*PROBLEM TO SOLVE*.
In the data that follows, find the line with "use crate::error::BotError;"; transcribe it, every later line up to the one with "answers market orders", and that line as well, exactly and with no others.

*Saved entries*.

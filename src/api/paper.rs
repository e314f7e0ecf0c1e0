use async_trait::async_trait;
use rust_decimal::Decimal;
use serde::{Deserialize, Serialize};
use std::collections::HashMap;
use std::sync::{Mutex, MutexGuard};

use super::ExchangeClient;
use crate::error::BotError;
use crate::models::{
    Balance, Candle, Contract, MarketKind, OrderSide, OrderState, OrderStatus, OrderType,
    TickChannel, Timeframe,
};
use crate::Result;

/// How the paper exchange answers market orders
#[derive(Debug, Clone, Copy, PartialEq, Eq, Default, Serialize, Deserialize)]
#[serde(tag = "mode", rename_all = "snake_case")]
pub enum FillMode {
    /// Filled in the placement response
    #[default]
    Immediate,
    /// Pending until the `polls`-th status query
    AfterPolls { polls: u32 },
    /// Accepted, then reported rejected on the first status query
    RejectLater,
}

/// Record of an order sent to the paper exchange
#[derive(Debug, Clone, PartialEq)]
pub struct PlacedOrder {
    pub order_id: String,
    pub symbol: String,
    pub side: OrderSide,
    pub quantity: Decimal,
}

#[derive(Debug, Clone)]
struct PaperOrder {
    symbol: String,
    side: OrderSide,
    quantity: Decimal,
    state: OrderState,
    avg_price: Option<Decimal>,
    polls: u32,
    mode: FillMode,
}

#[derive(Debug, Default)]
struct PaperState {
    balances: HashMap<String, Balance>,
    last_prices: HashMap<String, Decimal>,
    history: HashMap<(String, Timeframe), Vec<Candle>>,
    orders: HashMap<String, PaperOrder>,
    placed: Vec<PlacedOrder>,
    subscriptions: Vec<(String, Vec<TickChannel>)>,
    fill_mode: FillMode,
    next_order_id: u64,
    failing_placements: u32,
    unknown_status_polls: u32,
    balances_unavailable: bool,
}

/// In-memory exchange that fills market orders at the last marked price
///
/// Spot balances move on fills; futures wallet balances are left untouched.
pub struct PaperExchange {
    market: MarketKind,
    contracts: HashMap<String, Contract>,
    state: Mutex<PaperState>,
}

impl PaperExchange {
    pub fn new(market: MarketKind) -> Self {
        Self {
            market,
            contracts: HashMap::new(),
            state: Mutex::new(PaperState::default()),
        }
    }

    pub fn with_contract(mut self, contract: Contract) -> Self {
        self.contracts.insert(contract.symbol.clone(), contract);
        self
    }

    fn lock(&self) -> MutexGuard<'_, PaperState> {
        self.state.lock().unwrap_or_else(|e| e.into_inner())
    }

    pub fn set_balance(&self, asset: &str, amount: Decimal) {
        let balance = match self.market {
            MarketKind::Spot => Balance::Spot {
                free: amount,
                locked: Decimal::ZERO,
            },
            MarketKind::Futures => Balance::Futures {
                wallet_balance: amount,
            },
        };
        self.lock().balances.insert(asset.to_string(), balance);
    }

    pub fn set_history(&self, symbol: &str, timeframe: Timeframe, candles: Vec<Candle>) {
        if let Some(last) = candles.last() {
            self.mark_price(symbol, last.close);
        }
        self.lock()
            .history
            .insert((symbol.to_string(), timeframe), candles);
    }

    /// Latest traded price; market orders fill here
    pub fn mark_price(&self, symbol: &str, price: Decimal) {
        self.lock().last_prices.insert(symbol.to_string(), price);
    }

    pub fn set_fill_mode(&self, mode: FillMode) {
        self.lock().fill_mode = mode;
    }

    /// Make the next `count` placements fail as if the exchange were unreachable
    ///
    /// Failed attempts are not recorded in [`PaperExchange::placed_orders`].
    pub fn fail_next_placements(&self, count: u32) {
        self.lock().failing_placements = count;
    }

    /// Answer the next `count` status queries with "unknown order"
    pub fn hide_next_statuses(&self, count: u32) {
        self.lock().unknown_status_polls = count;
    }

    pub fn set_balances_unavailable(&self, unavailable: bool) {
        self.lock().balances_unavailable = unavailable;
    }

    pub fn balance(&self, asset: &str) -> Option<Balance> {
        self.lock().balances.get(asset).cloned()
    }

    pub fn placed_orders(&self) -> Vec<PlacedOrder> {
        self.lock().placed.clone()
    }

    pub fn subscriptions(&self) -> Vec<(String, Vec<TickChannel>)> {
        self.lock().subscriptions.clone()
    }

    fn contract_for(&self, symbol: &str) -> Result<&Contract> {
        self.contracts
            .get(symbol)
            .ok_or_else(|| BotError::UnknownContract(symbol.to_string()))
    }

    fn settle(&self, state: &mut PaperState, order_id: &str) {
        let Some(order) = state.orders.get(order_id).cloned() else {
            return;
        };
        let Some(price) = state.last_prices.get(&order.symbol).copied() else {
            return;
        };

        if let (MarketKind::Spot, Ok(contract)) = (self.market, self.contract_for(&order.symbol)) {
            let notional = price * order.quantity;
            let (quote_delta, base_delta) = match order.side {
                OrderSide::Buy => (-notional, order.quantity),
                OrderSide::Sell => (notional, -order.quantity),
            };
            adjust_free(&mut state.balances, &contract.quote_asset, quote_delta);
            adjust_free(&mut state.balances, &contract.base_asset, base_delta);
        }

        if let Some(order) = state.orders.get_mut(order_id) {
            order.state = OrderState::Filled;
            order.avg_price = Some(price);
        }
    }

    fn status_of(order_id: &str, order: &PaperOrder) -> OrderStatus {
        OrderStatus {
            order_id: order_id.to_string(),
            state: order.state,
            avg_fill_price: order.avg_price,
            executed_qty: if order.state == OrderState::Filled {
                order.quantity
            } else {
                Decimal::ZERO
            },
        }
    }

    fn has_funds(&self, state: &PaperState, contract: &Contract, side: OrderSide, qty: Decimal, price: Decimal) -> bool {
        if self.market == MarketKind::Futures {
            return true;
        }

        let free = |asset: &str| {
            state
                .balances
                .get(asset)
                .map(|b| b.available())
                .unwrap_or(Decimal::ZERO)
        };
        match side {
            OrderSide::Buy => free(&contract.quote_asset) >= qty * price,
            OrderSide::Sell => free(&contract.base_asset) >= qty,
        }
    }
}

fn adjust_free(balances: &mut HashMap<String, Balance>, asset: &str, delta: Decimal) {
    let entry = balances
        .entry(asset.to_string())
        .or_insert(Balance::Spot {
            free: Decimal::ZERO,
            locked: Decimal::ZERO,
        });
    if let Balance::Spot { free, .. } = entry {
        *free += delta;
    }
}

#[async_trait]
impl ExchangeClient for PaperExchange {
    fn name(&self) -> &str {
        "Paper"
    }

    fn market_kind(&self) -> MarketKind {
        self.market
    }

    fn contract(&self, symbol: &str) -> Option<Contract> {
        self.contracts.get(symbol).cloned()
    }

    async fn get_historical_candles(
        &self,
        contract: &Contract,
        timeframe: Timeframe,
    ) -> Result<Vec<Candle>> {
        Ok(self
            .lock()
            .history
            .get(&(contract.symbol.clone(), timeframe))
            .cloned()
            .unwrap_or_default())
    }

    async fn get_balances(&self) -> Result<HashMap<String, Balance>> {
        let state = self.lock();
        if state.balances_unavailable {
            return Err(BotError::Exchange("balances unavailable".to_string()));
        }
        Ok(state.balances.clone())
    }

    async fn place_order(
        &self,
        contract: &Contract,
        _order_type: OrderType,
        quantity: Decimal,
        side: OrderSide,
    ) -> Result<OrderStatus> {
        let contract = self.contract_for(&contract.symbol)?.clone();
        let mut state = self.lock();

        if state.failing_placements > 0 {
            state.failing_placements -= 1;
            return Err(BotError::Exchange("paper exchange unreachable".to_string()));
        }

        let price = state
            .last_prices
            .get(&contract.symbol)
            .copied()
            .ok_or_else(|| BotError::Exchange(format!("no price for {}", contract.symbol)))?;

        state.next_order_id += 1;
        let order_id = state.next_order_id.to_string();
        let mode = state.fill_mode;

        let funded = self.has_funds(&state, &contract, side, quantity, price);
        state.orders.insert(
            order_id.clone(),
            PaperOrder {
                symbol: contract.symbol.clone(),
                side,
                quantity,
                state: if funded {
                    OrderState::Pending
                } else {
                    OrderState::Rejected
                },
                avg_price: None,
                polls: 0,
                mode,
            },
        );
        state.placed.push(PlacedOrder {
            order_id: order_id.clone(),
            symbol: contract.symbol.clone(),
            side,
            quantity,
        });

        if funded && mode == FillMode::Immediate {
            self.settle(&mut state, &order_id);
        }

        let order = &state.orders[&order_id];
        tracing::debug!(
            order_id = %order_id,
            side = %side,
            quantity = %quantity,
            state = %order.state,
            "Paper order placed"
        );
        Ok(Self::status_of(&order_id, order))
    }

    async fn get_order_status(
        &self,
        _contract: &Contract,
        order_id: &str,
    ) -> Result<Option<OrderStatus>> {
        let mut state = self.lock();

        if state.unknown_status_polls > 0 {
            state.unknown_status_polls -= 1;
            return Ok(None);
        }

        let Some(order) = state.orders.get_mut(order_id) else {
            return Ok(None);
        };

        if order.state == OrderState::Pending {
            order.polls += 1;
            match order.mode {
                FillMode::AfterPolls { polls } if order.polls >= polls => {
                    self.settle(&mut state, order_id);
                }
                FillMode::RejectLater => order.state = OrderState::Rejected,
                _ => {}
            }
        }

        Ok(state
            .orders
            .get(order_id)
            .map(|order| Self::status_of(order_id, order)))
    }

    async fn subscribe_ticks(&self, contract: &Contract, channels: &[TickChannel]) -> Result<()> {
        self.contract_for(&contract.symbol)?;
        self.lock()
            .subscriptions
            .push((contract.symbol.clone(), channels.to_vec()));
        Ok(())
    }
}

*FINAL ANSWER*.
use crate::error::BotError;
use crate::models::{
    Balance, Candle, Contract, MarketKind, OrderSide, OrderState, OrderStatus, OrderType,
    TickChannel, Timeframe,
};
use crate::Result;

/// How the paper exchange answers market orders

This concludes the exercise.